Treatment includes discontinuing the use of estrogens. Surgical resection is usually recommended for adenomas >5 cm in diameter, in men, and for telangiectatic and unclassified adenomas because of an increased risk of complications. Liver transplantation may be considered for adenomas found in association with type I glycogen storage disease.
Focal nodular hyperplasia (FNH) represents an abnormal proliferation of hepatocytes around an abnormal hepatic artery. The artery is usually embedded in a characteristic “spoke-wheel” central stellate scar.
FNH is usually clinically silent and is typically found incidentally, often at the time of imaging or abdominal surgery for another reason.
In comparison with adenoma, FNH tends to be smaller and carries little risk of rupture. Multiple lesions are found in approximately 20% of patients.
The gold standard diagnosis is contrast-enhanced CT or MRI. However, some FNH may not have typical radiographic features, and a biopsy may be required to confirm the diagnosis. A hepatic arteriogram may suggest the diagnosis if a tumor is found surrounding a large hepatic artery.
The diagnosis may be difficult to make on needle biopsy. Excisional biopsy may be required and is usually curative.
Asymptomatic cases do not need intervention. For symptomatic patients, other diagnoses need to be ruled out before treatment is started. Embolization and radiofrequency ablation seem to have fewer complications and lower morbidity compared with surgical resection.
Nodular regenerative hyperplasia (NRH) is characterized by the formation of small regenerative nodules composed of hepatocytes throughout the liver. The pattern is similar to cirrhosis, except that these nodules do not have a surrounding rim of fibrosis.

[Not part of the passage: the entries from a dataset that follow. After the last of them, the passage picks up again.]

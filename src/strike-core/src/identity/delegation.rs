use crate::error::delegation::DelegationError;
use crate::identity::session_key::SessionKey;
use candid::Principal;
use ic_agent::identity::{DelegatedIdentity, Delegation, SignedDelegation};
use serde::{Deserialize, Serialize};

/// A chain of delegations rooted at `public_key`, ending at a session key.
#[derive(Clone, Debug)]
pub struct DelegationChain {
    pub public_key: Vec<u8>,
    pub delegations: Vec<SignedDelegation>,
}

impl DelegationChain {
    /// Builds the one-link chain a canister signature produces: the user
    /// canister key delegates to the session key.
    pub fn from_signed_delegation(
        signed: SignedDelegation,
        user_canister_pubkey: Vec<u8>,
    ) -> Self {
        DelegationChain {
            public_key: user_canister_pubkey,
            delegations: vec![signed],
        }
    }

    /// The earliest expiration in the chain, in nanoseconds since the epoch.
    pub fn expiration(&self) -> Option<u64> {
        self.delegations
            .iter()
            .map(|d| d.delegation.expiration)
            .min()
    }

    pub fn is_expired_at(&self, now_nanos: u64) -> bool {
        self.expiration().is_none_or(|expiration| expiration <= now_nanos)
    }

    pub fn ensure_valid_at(&self, now_nanos: u64) -> Result<(), DelegationError> {
        if self.delegations.is_empty() {
            return Err(DelegationError::EmptyChain);
        }
        if self.is_expired_at(now_nanos) {
            return Err(DelegationError::Expired);
        }
        Ok(())
    }

    /// The principal the chain authenticates as.
    pub fn principal(&self) -> Principal {
        Principal::self_authenticating(&self.public_key)
    }

    /// Combines the chain with the session key it delegates to.
    ///
    /// The last link must delegate to `session_key`. Signatures are checked
    /// by the replica, not here.
    pub fn into_identity(
        self,
        session_key: &SessionKey,
        now_nanos: u64,
    ) -> Result<DelegatedIdentity, DelegationError> {
        self.ensure_valid_at(now_nanos)?;
        let delegated_to = self.delegations.last().map(|d| d.delegation.pubkey.as_slice());
        if delegated_to != Some(session_key.public_key()) {
            return Err(DelegationError::SessionKeyMismatch);
        }
        let inner = session_key.identity();
        Ok(DelegatedIdentity::new_unchecked(
            self.public_key,
            Box::new(ArcIdentity(inner)),
            self.delegations,
        ))
    }

    pub fn to_json(&self) -> JsonDelegationChain {
        JsonDelegationChain {
            delegations: self
                .delegations
                .iter()
                .map(|d| SignedJsonDelegation {
                    delegation: JsonDelegation {
                        expiration: format!("{:x}", d.delegation.expiration),
                        pubkey: hex::encode(&d.delegation.pubkey),
                        targets: d.delegation.targets.as_ref().map(|targets| {
                            targets.iter().map(|t| hex::encode(t.as_slice())).collect()
                        }),
                    },
                    signature: hex::encode(&d.signature),
                })
                .collect(),
            public_key: hex::encode(&self.public_key),
        }
    }
}

/// `BasicIdentity` is not `Clone`, so the session identity is shared.
struct ArcIdentity(std::sync::Arc<ic_agent::identity::BasicIdentity>);

impl ic_agent::Identity for ArcIdentity {
    fn sender(&self) -> Result<Principal, String> {
        self.0.sender()
    }

    fn public_key(&self) -> Option<Vec<u8>> {
        self.0.public_key()
    }

    fn sign(
        &self,
        content: &ic_agent::agent::EnvelopeContent,
    ) -> Result<ic_agent::Signature, String> {
        self.0.sign(content)
    }

    fn sign_delegation(&self, content: &Delegation) -> Result<ic_agent::Signature, String> {
        self.0.sign_delegation(content)
    }

    fn sign_arbitrary(&self, content: &[u8]) -> Result<ic_agent::Signature, String> {
        self.0.sign_arbitrary(content)
    }
}

#[derive(Clone, Debug, PartialEq, Eq, Serialize, Deserialize)]
pub struct JsonDelegation {
    pub expiration: String,
    pub pubkey: String,
    #[serde(default, skip_serializing_if = "Option::is_none")]
    pub targets: Option<Vec<String>>,
}

#[derive(Clone, Debug, PartialEq, Eq, Serialize, Deserialize)]
pub struct SignedJsonDelegation {
    pub delegation: JsonDelegation,
    pub signature: String,
}

impl SignedJsonDelegation {
    pub fn to_delegation(&self) -> Result<SignedDelegation, DelegationError> {
        let expiration = u64::from_str_radix(&self.delegation.expiration, 16).map_err(|err| {
            DelegationError::InvalidExpiration(self.delegation.expiration.clone(), err)
        })?;
        let pubkey = hex::decode(&self.delegation.pubkey)
            .map_err(|err| DelegationError::InvalidHex("pubkey", err))?;
        let targets = match &self.delegation.targets {
            None => None,
            Some(targets) => Some(
                targets
                    .iter()
                    .map(|t| {
                        let bytes = hex::decode(t)
                            .map_err(|err| DelegationError::InvalidHex("targets", err))?;
                        Principal::try_from_slice(&bytes)
                            .map_err(|err| DelegationError::InvalidTarget(t.clone(), err))
                    })
                    .collect::<Result<Vec<_>, _>>()?,
            ),
        };
        let signature = hex::decode(&self.signature)
            .map_err(|err| DelegationError::InvalidHex("signature", err))?;

        Ok(SignedDelegation {
            delegation: Delegation {
                expiration,
                pubkey,
                targets,
            },
            signature,
        })
    }
}

/// The JSON form identity providers hand out and sessions are stored in.
#[derive(Clone, Debug, PartialEq, Eq, Serialize, Deserialize)]
#[serde(rename_all = "camelCase")]
pub struct JsonDelegationChain {
    pub delegations: Vec<SignedJsonDelegation>,
    pub public_key: String,
}

impl JsonDelegationChain {
    pub fn to_chain(&self) -> Result<DelegationChain, DelegationError> {
        let public_key = hex::decode(&self.public_key)
            .map_err(|err| DelegationError::InvalidHex("publicKey", err))?;
        let delegations = self
            .delegations
            .iter()
            .map(SignedJsonDelegation::to_delegation)
            .collect::<Result<Vec<_>, _>>()?;
        if delegations.is_empty() {
            return Err(DelegationError::EmptyChain);
        }
        Ok(DelegationChain {
            public_key,
            delegations,
        })
    }
}

#[cfg(test)]
pub(crate) mod tests {
    use super::*;
    use ic_agent::Identity;

    pub(crate) fn chain_for(session_key: &SessionKey, expiration: u64) -> DelegationChain {
        DelegationChain::from_signed_delegation(
            SignedDelegation {
                delegation: Delegation {
                    pubkey: session_key.public_key().to_vec(),
                    expiration,
                    targets: None,
                },
                signature: vec![7; 64],
            },
            vec![0x30, 0x2a, 0x30, 0x05, 0x06, 0x03, 0x2b, 0x65, 0x70, 0x03, 0x21, 0x00]
                .into_iter()
                .chain(std::iter::repeat(9).take(32))
                .collect(),
        )
    }

    #[test]
    fn json_round_trip_preserves_every_field() {
        let key = SessionKey::generate().unwrap();
        let mut chain = chain_for(&key, 0x1655f29d787c0000);
        chain.delegations[0].delegation.targets = Some(vec![Principal::from_slice(&[0, 0, 0, 0, 0, 32, 0, 3, 1, 1])]);

        let json = chain.to_json();
        assert_eq!(json.delegations[0].delegation.expiration, "1655f29d787c0000");
        assert_eq!(
            json.delegations[0].delegation.targets,
            Some(vec!["00000000002000030101".to_string()])
        );

        let restored = json.to_chain().unwrap();
        assert_eq!(restored.public_key, chain.public_key);
        assert_eq!(restored.expiration(), Some(0x1655f29d787c0000));
        assert_eq!(
            restored.delegations[0].delegation.targets,
            chain.delegations[0].delegation.targets
        );
        assert_eq!(restored.delegations[0].signature, vec![7; 64]);
    }

    #[test]
    fn expired_chain_cannot_become_an_identity() {
        let key = SessionKey::generate().unwrap();
        let chain = chain_for(&key, 1_000);
        assert!(matches!(
            chain.into_identity(&key, 2_000),
            Err(DelegationError::Expired)
        ));
    }

    #[test]
    fn chain_for_another_key_is_refused() {
        let key = SessionKey::generate().unwrap();
        let other = SessionKey::generate().unwrap();
        assert!(matches!(
            chain_for(&other, u64::MAX).into_identity(&key, 0),
            Err(DelegationError::SessionKeyMismatch)
        ));

        let stored = crate::identity::StoredSession::new(&key, &chain_for(&other, u64::MAX), None);
        assert!(matches!(
            stored.restore(0),
            Err(DelegationError::SessionKeyMismatch)
        ));
    }

    #[test]
    fn delegated_identity_acts_as_the_chain_root() {
        let key = SessionKey::generate().unwrap();
        let chain = chain_for(&key, u64::MAX);
        let principal = chain.principal();
        let identity = chain.into_identity(&key, 0).unwrap();
        assert_eq!(identity.sender().unwrap(), principal);
        assert_eq!(identity.delegation_chain().len(), 1);
    }

    #[test]
    fn malformed_json_is_rejected() {
        let json: JsonDelegationChain = serde_json::from_str(
            r#"{"delegations":[{"delegation":{"expiration":"zz","pubkey":"00"},"signature":"00"}],"publicKey":"00"}"#,
        )
        .unwrap();
        assert!(matches!(
            json.to_chain(),
            Err(DelegationError::InvalidExpiration(..))
        ));

        let empty = JsonDelegationChain {
            delegations: vec![],
            public_key: "00".to_string(),
        };
        assert!(matches!(empty.to_chain(), Err(DelegationError::EmptyChain)));
    }
}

NRH is often associated with identifiable systemic diseases such as autoimmune disorders, rheumatoid arthritis (including Felty syndrome), and myeloproliferative disorders (see Chapter 24 ).
The pathogenesis is believed to be related to obliterative portal venopathy associated with thrombosis or phlebitis causing ischemia.

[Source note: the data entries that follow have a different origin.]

use crate::lib::environment::Environment;
use crate::lib::error::StrikeResult;
use crate::lib::registry::registry_canister;
use candid::Principal;
use clap::Parser;
use slog::info;
use strike_core::registry::{StrikeStatus, UpdateRegistryStatusParams};

/// Marks a registered canister trusted or blocked. Admins only.
#[derive(Parser)]
pub struct SetStatusOpts {
    canister_id: Principal,

    /// submitted, trusted or blocked.
    status: StrikeStatus,
}

pub async fn exec(env: &dyn Environment, opts: SetStatusOpts) -> StrikeResult {
    let client = super::connected_client(env).await?;
    let registry = registry_canister(env, &client).await?;
    registry
        .update_registry_status(&UpdateRegistryStatusParams {
            canister_id: opts.canister_id,
            status: opts.status,
        })
        .await?;
    info!(env.get_logger(), "{} is now {}.", opts.canister_id, opts.status);
    Ok(())
}
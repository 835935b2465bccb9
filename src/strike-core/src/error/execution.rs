use crate::error::action::ValidationError;
use thiserror::Error;

/// Reasons an execution is refused before it starts. Failures after that
/// point end up in the execution state as a message instead.
#[derive(Error, Debug, Clone, PartialEq, Eq)]
pub enum ExecuteError {
    #[error("The action has no component {0}")]
    UnknownComponent(usize),

    #[error("The action is disabled")]
    Disabled,

    #[error("The action is blocked")]
    Blocked,

    #[error("Another component is executing")]
    Busy,

    #[error(transparent)]
    Validation(#[from] ValidationError),
}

The incidence of NRH increases with age and is found most commonly in persons >60 years old.
Symptomatic NRH is often complicated by the development of presinusoidal portal hypertension. Patients may present with splenomegaly and hypersplenism or bleeding esophageal varices.
In general, patients with NRH tolerate variceal bleeding better than those with cirrhosis, presumably because they have relatively well-preserved hepatic synthetic function.
Liver biopsy is required for the definitive diagnosis of NRH.
Asymptomatic NRH does not require intervention. For symptomatic patients, treat portal hypertension. Beta receptor antagonist therapy, endoscopic therapy, or rarely, portal decompression can be used to prevent rebleeding from varices.
Adenomatous hyperplasia (macroregenerative nodule, dysplastic nodule)
This term is used for regenerative nodules of hepatocytes >1 cm in diameter found in association with cirrhosis or, rarely, submassive hepatic necrosis. Adenomatous hyperplasia represents a form of dysplastic nodule.
In the context of cirrhosis, adenomatous hyperplasia is considered to be premalignant and is strongly associated with the development of HCC.
No specific therapy is needed, but percutaneous ablation therapy may be considered. In patients with cirrhosis, the presence of adenomatous hyperplasia should signal the need for intensive surveillance for the development of HCC (see discussion later in chapter).
Partial nodular transformation: This rare condition is characterized by the presence of nodules of hepatocytes located in the perihilar region and associated with portal hypertension.